What changes for manufacturers?
The DPIIT Quality Control Order changes how companies source certified inputs. Earlier, suppliers needed a licence under Scheme I, the ISI Mark scheme, which involves factory inspections. Now, domestic industry can procure from manufacturers holding licences under Scheme II of Schedule II of the BIS (Conformity Assessment) Regulations, 2018 (PIB). Scheme II is a self-declaration based registration system, so it can be faster to obtain. Permissions rest on technical capability, demonstrated compliance history, and a commitment to technology adoption, design, research, and stronger domestic supply chains (PIB). You can review the exact wording in the official DPIIT notification.
Who qualifies for the new route?
Eligibility under the DPIIT Quality Control Order rests on a firm’s track record and capabilities, not just a single test. The order extends benefits to manufacturers that have shown consistent QCO adherence over three continuous years without default (PIB). An Implementation Committee, chaired by DPIIT and including BIS, the Department of Commerce, the Department of Consumer Affairs, and the Directorate General of Foreign Trade, will examine applications .

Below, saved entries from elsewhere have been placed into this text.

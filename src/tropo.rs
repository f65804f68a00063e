//! Troposphere delay model.

use gnss_core::constants::PI;

/// Standard atmosphere temperature at sea level (Celsius)
const TEMP0: f64 = 15.0;

/// Saastamoinen dry + wet zenith delay mapped by 1/cos(z), with the default
/// relative humidity 0.7. `pos` is geodetic `[lat, lon, h]` (rad, m), `el`
/// the elevation (rad).
pub fn tropmodel(pos: &[f64; 3], el: f64, humidity: f64) -> f64 {
    if pos[2] < -100.0 || pos[2] > 1e4 || el <= 0.0 {
        return 0.0;
    }
    let hgt = pos[2].max(0.0);

    // standard atmosphere
    let pres = 1013.25 * (1.0 - 2.2557e-5 * hgt).powf(5.2568);
    let temp = TEMP0 - 6.5e-3 * hgt + 273.16;
    let e = 6.108 * humidity * ((17.15 * temp - 4684.0) / (temp - 38.45)).exp();

    let z = PI / 2.0 - el;
    let trph =
        0.0022768 * pres / (1.0 - 0.00266 * (2.0 * pos[0]).cos() - 0.00028 * hgt / 1e3) / z.cos();
    let trpw = 0.002277 * (1255.0 / temp + 0.05) * e / z.cos();
    trph + trpw
}

/// Variance of the model delay, elevation floored at 5 degrees when used by
/// the solver.
pub fn tropvar(el: f64) -> f64 {
    let s = 0.3 / (el.sin() + 0.1);
    s * s
}

/// Default relative humidity
pub const HUMIDITY_DEFAULT: f64 = 0.7;

#[cfg(test)]
mod test {
    use super::*;
    use gnss_core::constants::D2R;

    #[test]
    fn zenith_delay_at_sea_level() {
        // dry zenith delay is about 2.3 m at sea level
        let pos = [45.0 * D2R, 7.0 * D2R, 0.0];
        let zenith = tropmodel(&pos, 90.0 * D2R, HUMIDITY_DEFAULT);
        assert!((2.3..2.6).contains(&zenith), "zenith = {}", zenith);
    }

    #[test]
    fn delay_grows_toward_horizon() {
        let pos = [45.0 * D2R, 7.0 * D2R, 100.0];
        let high = tropmodel(&pos, 60.0 * D2R, HUMIDITY_DEFAULT);
        let low = tropmodel(&pos, 10.0 * D2R, HUMIDITY_DEFAULT);
        assert!(low > 2.0 * high);
    }

    #[test]
    fn thin_air_shrinks_delay() {
        let sea = tropmodel(&[0.8, 0.1, 0.0], 45.0 * D2R, HUMIDITY_DEFAULT);
        let alps = tropmodel(&[0.8, 0.1, 3000.0], 45.0 * D2R, HUMIDITY_DEFAULT);
        assert!(alps < sea);
    }

    #[test]
    fn out_of_range_heights() {
        assert_eq!(tropmodel(&[0.8, 0.1, -200.0], 0.5, 0.7), 0.0);
        assert_eq!(tropmodel(&[0.8, 0.1, 20000.0], 0.5, 0.7), 0.0);
    }
}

The transition facilitation order enables a flexible sourcing framework for industry while upholding quality standards, according to the official DPIIT statement.
So the committee, not a fixed inspection, decides access. That gives DPIIT room to weigh innovation and localisation. It also means clear, published criteria will matter for fairness.
How is industry reacting?
Industry response to the DPIIT Quality Control Order has been cautiously positive, with a clear call for transparency. The Global Trade Research Initiative (GTRI) welcomed the intent but flagged the risk of discretion. Its founder, Ajay Srivastava, called the framework a “QCO Plus” system and warned it could swap one delay for another.
| Route | Basis | Speed signal |
|---|---|---|
| Scheme I (ISI Mark) | Factory inspection | Slower, long-standing complaint |
| Scheme II (new route) | Self-declaration registration | Faster to obtain |
GTRI urged DPIIT to set clear timelines, ideally deciding applications within 60 to 90 days, plus an appeals mechanism. What sets this reform apart is its performance-based design, which rewards a clean compliance record rather than applying one fixed rule to all.
What’s Next
The next milestone is operational detail. GTRI and trade bodies want DPIIT to publish eligibility criteria, documentation rules, and processing timelines, ideally before the end of 2026. A digital application and tracking system would also build trust. Will DPIIT release these guidelines fast enough to make the new route a real win for founders?